┌──

use std::path::PathBuf;

use colored::Colorize;
use comfy_table::{Cell, Table};

use crate::analysis::{daily_series, price_increase_date, split_totals, verdict_text};
use crate::dataset;
use crate::error::Result;
use crate::fmt::money;
use crate::models::{DailyPoint, RegionFilter, SalesRecord};
use crate::settings::{default_output_path, load_settings};

fn resolve_data_path(data: Option<&str>) -> PathBuf {
    data.map(PathBuf::from).unwrap_or_else(default_output_path)
}

fn load_filtered(region: Option<&str>, data: Option<&str>) -> Result<Vec<SalesRecord>> {
    let settings = load_settings();
    let records = dataset::load(&resolve_data_path(data))?;
    let filter = RegionFilter::parse(region);
    Ok(dataset::filter_by_region(
        &records,
        &filter,
        settings.case_sensitive_regions,
    ))
}

pub fn daily(region: Option<&str>, data: Option<&str>) -> Result<()> {
    let records = load_filtered(region, data)?;
    let series = daily_series(&records);
    println!("{}", format_daily(&series));
    Ok(())
}

pub fn verdict(region: Option<&str>, data: Option<&str>) -> Result<()> {
    let records = load_filtered(region, data)?;
    let series = daily_series(&records);
    let cutoff = price_increase_date();
    let totals = split_totals(&series, cutoff);

    let text = verdict_text(&series, cutoff);
    let colored = if totals.after > totals.before {
        text.green()
    } else if totals.after < totals.before {
        text.red()
    } else {
        text.normal()
    };
    println!("Price increase: {}", cutoff.format("%-d %b %Y"));
    println!("{colored}");
    Ok(())
}

fn format_daily(series: &[DailyPoint]) -> String {
    let mut table = Table::new();
    table.set_header(vec!["Date", "Sales"]);
    for point in series {
        table.add_row(vec![
            Cell::new(point.date.format("%Y-%m-%d")),
            Cell::new(money(point.total_sales)),
        ]);
    }
    let total: f64 = series.iter().map(|p| p.total_sales).sum();
    table.add_row(vec![Cell::new("Total".bold()), Cell::new(money(total))]);
    format!("Daily Sales\n{table}")
}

└──

■ DIRECTIONS FOR THIS TASK ■
In the entries above, find the line with "let totals = split_totals(&series, cutoff);" and the line with "let total: f64", then set down exactly those two and every line between them, nothing else.

■ ANSWER SPACE ■
    let totals = split_totals(&series, cutoff);

    let text = verdict_text(&series, cutoff);
    let colored = if totals.after > totals.before {
        text.green()
    } else if totals.after < totals.before {
        text.red()
    } else {
        text.normal()
    };
    println!("Price increase: {}", cutoff.format("%-d %b %Y"));
    println!("{colored}");
    Ok(())
}

fn format_daily(series: &[DailyPoint]) -> String {
    let mut table = Table::new();
    table.set_header(vec!["Date", "Sales"]);
    for point in series {
        table.add_row(vec![
            Cell::new(point.date.format("%Y-%m-%d")),
            Cell::new(money(point.total_sales)),
        ]);
    }
    let total: f64 = series.iter().map(|p| p.total_sales).sum();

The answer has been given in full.